Catharine is a middle-class, married woman in her late thirties living in a genteel village an hour from London with her husband, a successful lawyer, who nicknames her ‘Catch’.
Catharine is a middle-class, married woman in her late thirties living in a genteel village an hour from London with her husband, a successful lawyer, who nicknames her ‘Catch’. Though educated and bright, she has no career. She is ‘famous’ for her ‘lack of sense of humour’ and is ‘the most feminine woman’ her husband has ever known.

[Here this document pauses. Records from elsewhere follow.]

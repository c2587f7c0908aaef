//! Feedscope Server - Streaming aggregation of feed analysis batches.
//!
//! This crate owns the core of the system:
//! - Session store and running summary, serialized behind one lock
//! - Batch aggregator fold (running averages, topic sums, per-post history)
//! - Report synthesis and spoken digest rendering
//! - Background embedding/indexing queue
//! - The HTTP surface over all of it
//!
//! ## Flow
//!
//! ```text
//! POST /analyze → append posts → Analyzer scores batch → fold into summary
//!                                                       ↘ (fire-and-forget)
//!                                                         embed + upsert
//! ```

#![warn(clippy::all)]
#![allow(clippy::pedantic)]

pub mod digest;
pub mod indexer;
pub mod report;
pub mod routes;
pub mod session;
pub mod summary;

pub use routes::{build_routes, AppState};
pub use session::{SessionState, SharedSession};
pub use summary::{stamp_full_text, RunningSummary};

use axum::Router;
use std::net::SocketAddr;
use tower_http::cors::{Any, CorsLayer};
use feedscope_common::Config;

/// Build the server router with all routes and middleware.
pub fn build_router(state: AppState) -> Router {
    // The browser extension that feeds this service runs cross-origin.
    let cors = CorsLayer::new()
        .allow_origin(Any)
        .allow_methods(Any)
        .allow_headers(Any);

    routes::build_routes(state).layer(cors)
}

/// Start the server.
pub async fn start_server(config: &Config, state: AppState) -> anyhow::Result<()> {
    let addr = SocketAddr::from((
        config.server.host.parse::<std::net::IpAddr>()?,
        config.server.port,
    ));

    let router = build_router(state);

    tracing::info!("Starting Feedscope server on {}", addr);

    let listener = tokio::net::TcpListener::bind(addr).await?;
    axum::serve(listener, router).await?;

    Ok(())
}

Simon Robson’s novel spans one rainy winter day in Catch’s life, in which she spends the morning drinking tea and worrying about her frustrated musical ambitions, her marriage and her failure to get pregnant, and the afternoon being shouted at by her neighbours and best friend. The debt to Mrs Dalloway is clear, but Robson doesn’t even allow himself the diversion of a party. It is as if he has dared himself to come up with the least showy protagonist and slowest plot possible in order that Catch may stand or fall on prose quality alone.
Robson does write well. Catch’s reflections on her world are finely teased out in his precise, poetic prose and she is a well-drawn if irritating character. As the novel progressed I could understand why everyone who came into contact with her super-sensitivity and modest high-mindedness was roused to ire. Stop mithering and just get on with things, I wanted to shout, at both Robson and his leading lady.
Another passive character, this time male, is the focus of Michael Nath’s La Rochelle. Like Catch, Dr Mark Chopra, a neurologist in a central London hospital, is stymied by overthinking. The emotional heart of his life is his intense friendship with Ian and Laura, a faintly mysterious couple he first met at a party several years earlier.